Amazon has unveiled its long-awaited tablet, the Kindle Fire, and it looks like many of the rumours and predictions that have been doing the rounds are scarily on the mark.
Manufactured by ODM giant Quanta, the Kindle Fire - a name which plays on the popularity of the Kindle eReader while ensuring that people realise it's an exciting new device - is a BlackBerry PlayBook in all but name, featuring the same seven-inch display and general layout.
Within the device is a cut-down processor and a copy of Google's Android mobile platform, which replaces the PlayBook's customised QNX-based BlackBerry OS. There's no camera or microphone included, and 3G connectivity isn't an option - although Wi-Fi is included.
The Android OS hasn't made it through the process unscathed, either: Amazon has opted to dress the software up in its own custom interface, creating something simple to use but unlikely to appeal to those who are looking for a fully-fledged Android tablet.

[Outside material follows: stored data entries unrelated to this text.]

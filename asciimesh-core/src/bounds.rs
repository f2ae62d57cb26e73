/// Axis-aligned bounding box used to center the mesh and place the camera
use nalgebra::Point3;

#[derive(Debug, Clone, Copy, PartialEq)]
pub struct BoundingBox {
    pub min: Point3<f32>,
    pub max: Point3<f32>,
    pub center: Point3<f32>,
    /// Largest extent across the three axes
    pub size: f32,
}

impl BoundingBox {
    /// Scan all points for their extents. Returns `None` for an empty slice.
    pub fn from_points(points: &[Point3<f32>]) -> Option<Self> {
        let (first, rest) = points.split_first()?;

        let (min, max) = rest.iter().fold((*first, *first), |(min, max), p| {
            (min.inf(p), max.sup(p))
        });

        let center = nalgebra::center(&min, &max);
        let extent = max - min;

        Some(Self {
            min,
            max,
            center,
            size: extent.max(),
        })
    }

    pub fn contains(&self, point: &Point3<f32>) -> bool {
        (0..3).all(|i| self.min[i] <= point[i] && point[i] <= self.max[i])
    }
}

#[cfg(test)]
mod tests {
    use super::*;

    #[test]
    fn test_empty_has_no_bounds() {
        assert!(BoundingBox::from_points(&[]).is_none());
    }

    #[test]
    fn test_bounds_contain_every_point() {
        let points = vec![
            Point3::new(1.0, -2.0, 3.5),
            Point3::new(-4.0, 0.5, 0.0),
            Point3::new(2.25, 7.0, -1.0),
            Point3::new(0.0, 0.0, 0.0),
        ];
        let bbox = BoundingBox::from_points(&points).unwrap();

        assert_eq!(bbox.min, Point3::new(-4.0, -2.0, -1.0));
        assert_eq!(bbox.max, Point3::new(2.25, 7.0, 3.5));
        for p in &points {
            assert!(bbox.contains(p));
        }
    }

    #[test]
    fn test_center_is_midpoint() {
        let points = vec![Point3::new(-1.0, 2.0, 10.0), Point3::new(3.0, 6.0, 11.0)];
        let bbox = BoundingBox::from_points(&points).unwrap();

        for i in 0..3 {
            assert_eq!(bbox.center[i], (bbox.min[i] + bbox.max[i]) / 2.0);
        }
    }

    #[test]
    fn test_size_is_largest_extent() {
        let points = vec![Point3::new(0.0, 0.0, 0.0), Point3::new(1.0, 5.0, 2.0)];
        let bbox = BoundingBox::from_points(&points).unwrap();
        assert!((bbox.size - 5.0).abs() < 1e-6);
    }

    #[test]
    fn test_single_point() {
        let p = Point3::new(1.0, 2.0, 3.0);
        let bbox = BoundingBox::from_points(&[p]).unwrap();
        assert_eq!(bbox.min, p);
        assert_eq!(bbox.max, p);
        assert_eq!(bbox.center, p);
        assert_eq!(bbox.size, 0.0);
    }
}
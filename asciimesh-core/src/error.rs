/// Errors raised while loading or assembling a mesh
use std::path::PathBuf;

pub type Result<T> = std::result::Result<T, MeshError>;

#[derive(Debug, thiserror::Error)]
pub enum MeshError {
    #[error("unable to access mesh file {}: {source}", .path.display())]
    Io {
        path: PathBuf,
        #[source]
        source: std::io::Error,
    },

    #[error("line {line}: {message}")]
    Parse { line: usize, message: String },

    #[error("line {line}: face references vertex {index}, but the file only declares {vertex_count} vertices")]
    FaceReferenceOutOfRange {
        line: usize,
        index: i64,
        vertex_count: usize,
    },

    #[error("face {face} references vertex {index}, but the mesh only has {vertex_count} vertices")]
    FaceIndexOutOfRange {
        face: usize,
        index: i64,
        vertex_count: usize,
    },

    #[error("mesh has no vertices or no faces")]
    Empty,
}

The key point is price: at $199, the tablet is clearly being sold at a loss - much as the company did with the original Kindle, in the hopes of making the lost money back up with content purchases. The purchase price also includes 30-day access to Amazon Prime, with the ability to stream videos to the tablet.
It's a risky strategy, but one that is likely necessary: compared to higher-priced tablets like the Samsung Galaxy Tab 10.1 or Apple's iPad, the Kindle Fire is something of a damp squib in all but price.
UK availability and pricing have yet to be confirmed.